1- Les noms attribués à Jésus.


1-1  Quand Dieu se manifeste, il l’appelle « son fils bien aimé ». Il s’agit là du baptême Mc1,11 : « Tu es mon fils bien-aimé tu as toute ma faveur » et de la transfiguration. La divinité est proclamée.  Marc 9, 7 Et une nuée survint qui les prit sous son ombre, et une voix partit de la nuée : « Celui-ci est mon Fils bien-aimé ; écoutez-le». Ce terme-là fait écho pour moi à ce qui est dit à Abraham quand il croit qu’il va devoir immoler son « fils unique, celui qu’il chérit » Gn22,2. Si on admet que la montagne où Isaac devait trouver la mort est un lieu élevé en dehors de la ville, comme le Golgotha, mais qui est au dire des rabbins un lieu de connaissance, presque d’initiation, cette phrase est très prophétique. 

 

1-2 Les Esprits »impurs » aussi l’appellent « Fils de Dieu ». 

Mc 1,24 « Et aussitôt il y avait dans leur synagogue un homme possédé d'un esprit impur, qui cria en disant : « Que nous veux-tu, Jésus le Nazarénien ? Es-tu venu pour nous perdre ? Je sais qui tu es le Saint de Dieu. »

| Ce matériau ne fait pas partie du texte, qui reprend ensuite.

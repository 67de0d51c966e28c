//! Tool-calling surface - what the LLM sees and how its calls reach the engine.
//!
//! The five adventure operations are exposed as named tools with JSON-schema
//! inputs. Decoding a call can fail (unknown name, malformed arguments); that
//! is a driver protocol problem and is reported as [`ToolError`]. Once decoded,
//! running a call never fails.

use serde::{Deserialize, Serialize};
use serde_json::{json, Value};
use thiserror::Error;

use crate::engine::{AdventureEngine, ConversationContext};

pub const START_ADVENTURE: &str = "start_adventure";
pub const GET_CURRENT_SCENE: &str = "get_current_scene";
pub const PLAYER_ACTION: &str = "player_action";
pub const RESTART_ADVENTURE: &str = "restart_adventure";
pub const SHOW_JOURNAL: &str = "show_journal";

/// Errors decoding a tool call.
#[derive(Debug, Error)]
pub enum ToolError {
    #[error("unknown tool: {0}")]
    UnknownTool(String),

    #[error("invalid arguments for {tool}: {source}")]
    InvalidArguments {
        tool: String,
        #[source]
        source: serde_json::Error,
    },
}

/// Definition of one tool, as handed to the LLM integration.
#[derive(Debug, Clone, Serialize, Deserialize)]
pub struct ToolDefinition {
    pub name: String,
    pub description: String,
    pub input_schema: Value,
}

/// A decoded tool call.
#[derive(Debug, Clone, PartialEq, Eq)]
pub enum ToolCall {
    StartAdventure { player_name: Option<String> },
    GetCurrentScene,
    PlayerAction { action: String },
    RestartAdventure,
    ShowJournal,
}

#[derive(Debug, Default, Deserialize)]
struct StartArgs {
    #[serde(default)]
    player_name: Option<String>,
}

#[derive(Debug, Deserialize)]
struct ActionArgs {
    action: String,
}

impl ToolCall {
    /// Decode a call from its tool name and JSON arguments.
    ///
    /// `null` arguments are treated as an empty object. Tools without
    /// parameters ignore whatever arguments they are given.
    pub fn decode(name: &str, arguments: Value) -> Result<Self, ToolError> {
        let arguments = if arguments.is_null() {
            json!({})
        } else {
            arguments
        };
        let invalid = |source| ToolError::InvalidArguments {
            tool: name.to_string(),
            source,
        };

        match name {
            START_ADVENTURE => {
                let args: StartArgs = serde_json::from_value(arguments).map_err(invalid)?;
                Ok(ToolCall::StartAdventure {
                    player_name: args.player_name,
                })
            }
            GET_CURRENT_SCENE => Ok(ToolCall::GetCurrentScene),
            PLAYER_ACTION => {
                let args: ActionArgs = serde_json::from_value(arguments).map_err(invalid)?;
                Ok(ToolCall::PlayerAction {
                    action: args.action,
                })
            }
            RESTART_ADVENTURE => Ok(ToolCall::RestartAdventure),
            SHOW_JOURNAL => Ok(ToolCall::ShowJournal),
            other => Err(ToolError::UnknownTool(other.to_string())),
        }
    }

    /// The tool name this call was decoded from.
    pub fn name(&self) -> &'static str {
        match self {
            ToolCall::StartAdventure { .. } => START_ADVENTURE,
            ToolCall::GetCurrentScene => GET_CURRENT_SCENE,
            ToolCall::PlayerAction { .. } => PLAYER_ACTION,
            ToolCall::RestartAdventure => RESTART_ADVENTURE,
            ToolCall::ShowJournal => SHOW_JOURNAL,
        }
    }

    /// Run the call against a conversation.
    pub fn invoke(&self, engine: &AdventureEngine, ctx: &mut ConversationContext) -> String {
        match self {
            ToolCall::StartAdventure { player_name } => engine.start(ctx, player_name.as_deref()),
            ToolCall::GetCurrentScene => engine.get_current_scene(ctx),
            ToolCall::PlayerAction { action } => engine.act(ctx, action),
            ToolCall::RestartAdventure => engine.restart(ctx),
            ToolCall::ShowJournal => engine.show_journal(ctx),
        }
    }
}

/// The adventure's tools, bound to one engine.
#[derive(Debug, Clone)]
pub struct ToolRegistry {
    engine: AdventureEngine,
}

impl ToolRegistry {
    pub fn new(engine: AdventureEngine) -> Self {
        Self { engine }
    }

    pub fn engine(&self) -> &AdventureEngine {
        &self.engine
    }

    /// All tool definitions, in a stable order.
    pub fn definitions(&self) -> Vec<ToolDefinition> {
        vec![
            ToolDefinition {
                name: START_ADVENTURE.to_string(),
                description: "Start a new adventure from the first scene. Call this when the \
                              player wants to begin playing."
                    .to_string(),
                input_schema: json!({
                    "type": "object",
                    "properties": {
                        "player_name": {
                            "type": "string",
                            "description": "The player's name, if they gave one"
                        }
                    }
                }),
            },
            ToolDefinition {
                name: GET_CURRENT_SCENE.to_string(),
                description: "Describe the current scene and the available choices again."
                    .to_string(),
                input_schema: empty_schema(),
            },
            ToolDefinition {
                name: PLAYER_ACTION.to_string(),
                description: "Perform an action in the story. Pass what the player said they \
                              want to do; it is matched against the current choices."
                    .to_string(),
                input_schema: json!({
                    "type": "object",
                    "required": ["action"],
                    "properties": {
                        "action": {
                            "type": "string",
                            "description": "The player's action, e.g. 'inspect the box' or 'take_map'"
                        }
                    }
                }),
            },
            ToolDefinition {
                name: RESTART_ADVENTURE.to_string(),
                description: "Throw away all progress and restart the adventure from the beginning."
                    .to_string(),
                input_schema: empty_schema(),
            },
            ToolDefinition {
                name: SHOW_JOURNAL.to_string(),
                description: "Read out the player's journal, inventory and recent path.".to_string(),
                input_schema: empty_schema(),
            },
        ]
    }

    /// Decode and run a tool call by name.
    pub fn dispatch(
        &self,
        ctx: &mut ConversationContext,
        name: &str,
        arguments: Value,
    ) -> Result<String, ToolError> {
        let call = ToolCall::decode(name, arguments)?;
        tracing::debug!(tool = call.name(), "dispatching tool call");
        Ok(call.invoke(&self.engine, ctx))
    }
}

fn empty_schema() -> Value {
    json!({ "type": "object", "properties": {} })
}

#[cfg(test)]
mod tests {
    use super::*;

    fn registry() -> ToolRegistry {
        ToolRegistry::new(AdventureEngine::with_defaults())
    }

    #[test]
    fn test_definitions_cover_all_tools() {
        let names: Vec<_> = registry()
            .definitions()
            .into_iter()
            .map(|d| d.name)
            .collect();

        assert_eq!(
            names,
            vec![
                START_ADVENTURE,
                GET_CURRENT_SCENE,
                PLAYER_ACTION,
                RESTART_ADVENTURE,
                SHOW_JOURNAL
            ]
        );
    }

    #[test]
    fn test_player_action_schema_requires_action() {
        let defs = registry().definitions();
        let action = defs.iter().find(|d| d.name == PLAYER_ACTION).unwrap();
        assert_eq!(action.input_schema["required"], json!(["action"]));
    }

    #[test]
    fn test_decode_calls() {
        assert_eq!(
            ToolCall::decode(START_ADVENTURE, json!({ "player_name": "Mira" })).unwrap(),
            ToolCall::StartAdventure {
                player_name: Some("Mira".to_string())
            }
        );
        assert_eq!(
            ToolCall::decode(START_ADVENTURE, Value::Null).unwrap(),
            ToolCall::StartAdventure { player_name: None }
        );
        assert_eq!(
            ToolCall::decode(SHOW_JOURNAL, json!({ "verbose": true })).unwrap(),
            ToolCall::ShowJournal
        );
    }

    #[test]
    fn test_decode_unknown_tool() {
        let err = ToolCall::decode("cast_spell", json!({})).unwrap_err();
        assert!(matches!(err, ToolError::UnknownTool(name) if name == "cast_spell"));
    }

    #[test]
    fn test_decode_missing_action() {
        let err = ToolCall::decode(PLAYER_ACTION, json!({})).unwrap_err();
        assert!(matches!(err, ToolError::InvalidArguments { tool, .. } if tool == PLAYER_ACTION));
    }

    #[test]
    fn test_dispatch_runs_engine() {
        let registry = registry();
        let mut ctx = ConversationContext::new();

        let text = registry
            .dispatch(&mut ctx, START_ADVENTURE, json!({ "player_name": "Mira" }))
            .unwrap();
        assert!(text.contains("Mira"));

        let text = registry
            .dispatch(&mut ctx, PLAYER_ACTION, json!({ "action": "inspect_box" }))
            .unwrap();
        assert!(text.contains("(say: take_map)"));
        assert_eq!(ctx.session().unwrap().choices_made(), ["inspect_box"]);
    }
}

etMc 3 11 Et les esprits impurs, lorsqu'ils le voyaient, se jetaient à ses pieds et criaient en disant : « Tu es le Fils de Dieu ! »


Cette reconnaissance par des « puissances dites infernales» opposées à la présence de celui qui est appelé à les dominer, montre la puissance de ce Jésus, et le « pont » qu’il établit entre les différents mondes : le bas, la terre et le ciel. Or si on reprend la genèse, il existe de fait une coupure radicale entre le monde terrestre et le monde où réside la Sainteté de Dieu. Qui rouvrira la porte ? 



1-3 Les contemporains de Jésus.


1-3-1 L’écrivain de l’évangile et le centurion


Mc1,1 «  Commencement de l'Évangile de Jésus Christ, Fils de Dieu ». Ceci est une manière très concise de résumer la teneur de ce livre. On dit que ce titre donné d’emblée n’apparaît qu’à la fin de l’évangile, comme pour le fermer, avec la reconnaissance de centurion : Mc 13,39. « Voyant qu'il avait ainsi expiré, le centurion, qui se tenait en face de lui, s'écria : « Vraiment cet homme était Fils de Dieu ! »

 

Mais ce qui m’étonne, mais peut-être est-ce un problème de traduction c’est que Fils de Dieu n’est pas Le Fils de Dieu. Il me semble que l’empereur était par excellence « Fils de Dieu » donc que le centurion à sa manière reconnaît le titre de roi de Jésus, sans pour autant le reconnaître comme le fils du Dieu de ce peuple juif. Mais il reconnaît sa divinité ce qui renvoie aussi au travail d’évangélisation de Paul auprès de toutes les nations .


On peut aussi penser que le but de l’écrivain est bien de faire découvrir à ses lecteurs et à ses auditeurs, que tout ce qui est écrit, va montrer que cet homme, mort et ressuscité est bien le Messie attendu, et surtout le Fils.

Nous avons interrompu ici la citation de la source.